Dramatyczne wyznanie Edyty Górniak: "Allan mógł umrzeć"
W październiku Edyta Górniak przeżywała prawdziwy kryzys. Jej syn trafił do szpitala z pękniętym wyrostkiem robaczkowym, co doprowadziło do zakażenia całego organizmu. Gwiazda bardzo przeżywała chorobę syna i nie ma się co dziwić. Cały czas czuwała przy łóżku Allana. Mimo, że syn wokalistki już jakiś czas temu doszedł do siebie, to ona dopiero teraz jest w stanie opowiadać o całej historii.
Ania Mirgos
Te ostatnie wydarzenia (...). Ten moment tego zawieszenia w przestrzeni nierzeczywistej, bo nie mam na to innych słów. To był tak przerażający poziom strachu i stresu. Ten moment lęku, który się utrzymywał przez wiele, wiele godzin tego tygodnia, kiedy mieszkałam w szpitalu, był też momentem celebrowania wszystkich momentów związanych z Allanem: od narodzin, przez karmienie, jego pierwsze słowa, pierwsze przytulania, dorastanie, to jak zaczął wyrażać swoje zdanie, ten niesamowity etap rozwoju, którego byłam świadkiem - wyznaje Edyta Górniak w wywiadzie dla Super Expressu.

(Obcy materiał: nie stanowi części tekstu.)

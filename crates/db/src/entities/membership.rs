//! Membership entity.

use sea_orm::entity::prelude::*;
use serde::{Deserialize, Serialize};

/// Access level of a membership. Transitions are monotonic:
/// request -> member -> admin, never demoted by this core.
#[derive(Debug, Clone, Copy, PartialEq, Eq, EnumIter, DeriveActiveEnum, Serialize, Deserialize)]
#[sea_orm(rs_type = "String", db_type = "String(StringLen::N(20))")]
#[derive(Default)]
pub enum AccessLevel {
    /// A pending, self-initiated join request.
    #[sea_orm(string_value = "request")]
    #[default]
    Request,
    /// An accepted member.
    #[sea_orm(string_value = "member")]
    Member,
    /// A group admin.
    #[sea_orm(string_value = "admin")]
    Admin,
}

impl AccessLevel {
    /// Position in the monotonic promotion order.
    #[must_use]
    pub const fn rank(self) -> u8 {
        match self {
            Self::Request => 0,
            Self::Member => 1,
            Self::Admin => 2,
        }
    }

    /// Whether this level grants admin rights.
    #[must_use]
    pub const fn is_admin(self) -> bool {
        matches!(self, Self::Admin)
    }

    /// Whether this level represents an accepted relationship.
    #[must_use]
    pub const fn is_accepted(self) -> bool {
        matches!(self, Self::Member | Self::Admin)
    }
}

/// Membership - one user's relationship to one group.
///
/// At most one row exists per (`group_id`, `user_id`) pair; the unique index
/// created by the migrations is the serialization point for concurrent
/// creation attempts.
#[derive(Clone, Debug, PartialEq, Eq, DeriveEntityModel, Serialize, Deserialize)]
#[sea_orm(table_name = "membership")]
pub struct Model {
    #[sea_orm(primary_key, auto_increment = false)]
    pub id: String,

    /// The group the membership belongs to.
    #[sea_orm(indexed)]
    pub group_id: String,

    /// The user holding the membership.
    #[sea_orm(indexed)]
    pub user_id: String,

    /// Current access level.
    pub access_level: AccessLevel,

    /// Present while the row represents a pending invitation rather than an
    /// accepted relationship.
    #[sea_orm(nullable)]
    pub invitation_token: Option<String>,

    /// User who promoted/invited this member, if any.
    #[sea_orm(indexed, nullable)]
    pub inviter_id: Option<String>,

    /// Last time the user viewed the group's activity. Null means never.
    #[sea_orm(nullable)]
    pub group_last_viewed_at: Option<DateTimeWithTimeZone>,

    /// When the membership was created.
    pub created_at: DateTimeWithTimeZone,

    /// When the membership was last updated.
    #[sea_orm(nullable)]
    pub updated_at: Option<DateTimeWithTimeZone>,
}

#[derive(Copy, Clone, Debug, EnumIter, DeriveRelation)]
pub enum Relation {
    #[sea_orm(
        belongs_to = "super::group::Entity",
        from = "Column::GroupId",
        to = "super::group::Column::Id",
        on_delete = "Cascade"
    )]
    Group,
    #[sea_orm(
        belongs_to = "super::user::Entity",
        from = "Column::UserId",
        to = "super::user::Column::Id",
        on_delete = "Cascade"
    )]
    User,
    #[sea_orm(
        belongs_to = "super::user::Entity",
        from = "Column::InviterId",
        to = "super::user::Column::Id",
        on_delete = "SetNull"
    )]
    Inviter,
}

impl Related<super::group::Entity> for Entity {
    fn to() -> RelationDef {
        Relation::Group.def()
    }
}

impl Related<super::user::Entity> for Entity {
    fn to() -> RelationDef {
        Relation::User.def()
    }
}

impl ActiveModelBehavior for ActiveModel {}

Wokalistka mimo, że miała nadzieję, że syn wyjdzie cało z tej sytuacji, musiała się przygotować na najgorsze.
Te nasze dzieci tak do końca nie są nasze. To są dzieci Boga. To On decyduje, czy nam podaruje takie cudne dusze, czy nie. Człowiek nigdy nie jest gotowy na rozstanie, jak jest tak mocno z kimś związany rodzinnie - powiedziała gwiazda.

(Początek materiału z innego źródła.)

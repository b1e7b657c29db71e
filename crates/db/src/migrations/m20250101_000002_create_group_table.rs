//! Create group table.

use sea_orm_migration::prelude::*;

#[derive(DeriveMigrationName)]
pub struct Migration;

#[async_trait::async_trait]
impl MigrationTrait for Migration {
    async fn up(&self, manager: &SchemaManager) -> Result<(), DbErr> {
        manager
            .create_table(
                Table::create()
                    .table(Group::Table)
                    .if_not_exists()
                    .col(
                        ColumnDef::new(Group::Id)
                            .string_len(32)
                            .not_null()
                            .primary_key(),
                    )
                    .col(ColumnDef::new(Group::ParentId).string_len(32))
                    .col(ColumnDef::new(Group::CreatorId).string_len(32).not_null())
                    .col(ColumnDef::new(Group::Name).string_len(250).not_null())
                    .col(ColumnDef::new(Group::Description).text())
                    .col(
                        ColumnDef::new(Group::ViewableBy)
                            .string_len(32)
                            .not_null(),
                    )
                    .col(
                        ColumnDef::new(Group::MembersInvitableBy)
                            .string_len(32)
                            .not_null(),
                    )
                    .col(ColumnDef::new(Group::MaxSize).integer())
                    .col(
                        ColumnDef::new(Group::CannotContribute)
                            .boolean()
                            .not_null()
                            .default(false),
                    )
                    .col(
                        ColumnDef::new(Group::BetaFeatures)
                            .boolean()
                            .not_null()
                            .default(false),
                    )
                    .col(
                        ColumnDef::new(Group::SectorsMetric)
                            .json_binary()
                            .not_null(),
                    )
                    .col(
                        ColumnDef::new(Group::MembershipsCount)
                            .big_integer()
                            .not_null()
                            .default(0),
                    )
                    .col(ColumnDef::new(Group::ArchivedAt).timestamp_with_time_zone())
                    .col(
                        ColumnDef::new(Group::CreatedAt)
                            .timestamp_with_time_zone()
                            .not_null()
                            .default(Expr::current_timestamp()),
                    )
                    .col(ColumnDef::new(Group::UpdatedAt).timestamp_with_time_zone())
                    .foreign_key(
                        ForeignKey::create()
                            .name("fk_group_parent")
                            .from(Group::Table, Group::ParentId)
                            .to(Group::Table, Group::Id)
                            .on_delete(ForeignKeyAction::SetNull),
                    )
                    .foreign_key(
                        ForeignKey::create()
                            .name("fk_group_creator")
                            .from(Group::Table, Group::CreatorId)
                            .to(User::Table, User::Id)
                            .on_delete(ForeignKeyAction::Cascade),
                    )
                    .to_owned(),
            )
            .await?;

        manager
            .create_index(
                Index::create()
                    .name("idx_group_parent_id")
                    .table(Group::Table)
                    .col(Group::ParentId)
                    .to_owned(),
            )
            .await?;

        manager
            .create_index(
                Index::create()
                    .name("idx_group_archived_at")
                    .table(Group::Table)
                    .col(Group::ArchivedAt)
                    .to_owned(),
            )
            .await
    }

    async fn down(&self, manager: &SchemaManager) -> Result<(), DbErr> {
        manager
            .drop_table(Table::drop().table(Group::Table).to_owned())
            .await
    }
}

#[derive(Iden)]
enum Group {
    Table,
    Id,
    ParentId,
    CreatorId,
    Name,
    Description,
    ViewableBy,
    MembersInvitableBy,
    MaxSize,
    CannotContribute,
    BetaFeatures,
    SectorsMetric,
    MembershipsCount,
    ArchivedAt,
    CreatedAt,
    UpdatedAt,
}

#[derive(Iden)]
enum User {
    Table,
    Id,
}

Zapytana, czy faktycznie sytuacja była aż tak dramatyczna i Allan mógł umrzeć, odpowiedziała:
Tak. Ponieważ oni reanimowali moje dziecko, którego organizm w całości został zatruty tym pękniętym wyrostkiem.To jest nastolatek, a podawali mu morfinę. To było naprawdę straszne. Jego stan się nie poprawiał. Widziałam, że cały czas zmieniali kroplówki. Co godzinę pobierali mu krew, by sprawdzić, czy pojawiły się krwinki prawidłowo, czy to zakażenie organizmu ustępuje. Bo gdyby to był tylko wyrostek, to wyszlibyśmy ze szpitala w 48 godzin. Ale jego stan się nie poprawiał i widziałam to zakłopotanie lekarzy, jak się konsultują i nie wiedzą, jak mogą jeszcze pomóc. Allan nie odzyskiwał świadomości i to było naprawdę potworne.
Na szczęście te ciężkie chwile są już za nimi. Mamy nadzieję, że ta sytuacja zbliżyła Edytę i Allana do siebie.